_Records:_
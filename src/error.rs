use std::fmt;

/// Errors produced while configuring or running a render pass.
///
/// Zero-area triangles are not errors; they contribute no pixels.
#[derive(Debug)]
pub enum RenderError {
    /// A direction that must be non-zero (look-at axis, up vector, light) is not.
    DegenerateVector(&'static str),
    /// A transform that has to be inverted is singular.
    SingularTransform(&'static str),
    /// A mesh could not be read or parsed.
    MeshLoad { path: String, reason: String },
    /// Image encoding or decoding failed.
    Image(image::ImageError),
    /// Plain I/O failure.
    Io(std::io::Error),
    /// Invalid configuration value.
    Config(String),
}

pub type Result<T> = std::result::Result<T, RenderError>;

impl fmt::Display for RenderError {
    fn fmt(&self, f: &mut fmt::Formatter<'_>) -> fmt::Result {
        match self {
            RenderError::DegenerateVector(what) => write!(f, "degenerate vector: {what}"),
            RenderError::SingularTransform(what) => write!(f, "singular transform: {what}"),
            RenderError::MeshLoad { path, reason } => {
                write!(f, "failed to load mesh '{path}': {reason}")
            }
            RenderError::Image(e) => write!(f, "image error: {e}"),
            RenderError::Io(e) => write!(f, "i/o error: {e}"),
            RenderError::Config(msg) => write!(f, "invalid configuration: {msg}"),
        }
    }
}

impl std::error::Error for RenderError {
    fn source(&self) -> Option<&(dyn std::error::Error + 'static)> {
        match self {
            RenderError::Image(e) => Some(e),
            RenderError::Io(e) => Some(e),
            _ => None,
        }
    }
}

impl From<image::ImageError> for RenderError {
    fn from(e: image::ImageError) -> Self {
        RenderError::Image(e)
    }
}

impl From<std::io::Error> for RenderError {
    fn from(e: std::io::Error) -> Self {
        RenderError::Io(e)
    }
}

_Problem description:_ Using the exact wording, repeat all the entries.

_Reply:_
filename src/error.rs
use std::fmt;

/// Errors produced while configuring or running a render pass.
///
/// Zero-area triangles are not errors; they contribute no pixels.
#[derive(Debug)]
pub enum RenderError {
    /// A direction that must be non-zero (look-at axis, up vector, light) is not.
    DegenerateVector(&'static str),
    /// A transform that has to be inverted is singular.
    SingularTransform(&'static str),
    /// A mesh could not be read or parsed.
    MeshLoad { path: String, reason: String },
    /// Image encoding or decoding failed.
    Image(image::ImageError),
    /// Plain I/O failure.
    Io(std::io::Error),
    /// Invalid configuration value.
    Config(String),
}

pub type Result<T> = std::result::Result<T, RenderError>;

impl fmt::Display for RenderError {
    fn fmt(&self, f: &mut fmt::Formatter<'_>) -> fmt::Result {
        match self {
            RenderError::DegenerateVector(what) => write!(f, "degenerate vector: {what}"),
            RenderError::SingularTransform(what) => write!(f, "singular transform: {what}"),
            RenderError::MeshLoad { path, reason } => {
                write!(f, "failed to load mesh '{path}': {reason}")
            }
            RenderError::Image(e) => write!(f, "image error: {e}"),
            RenderError::Io(e) => write!(f, "i/o error: {e}"),
            RenderError::Config(msg) => write!(f, "invalid configuration: {msg}"),
        }
    }
}

impl std::error::Error for RenderError {
    fn source(&self) -> Option<&(dyn std::error::Error + 'static)> {
        match self {
            RenderError::Image(e) => Some(e),
            RenderError::Io(e) => Some(e),
            _ => None,
        }
    }
}

impl From<image::ImageError> for RenderError {
    fn from(e: image::ImageError) -> Self {
        RenderError::Image(e)
    }
}

impl From<std::io::Error> for RenderError {
    fn from(e: std::io::Error) -> Self {
        RenderError::Io(e)
    }
}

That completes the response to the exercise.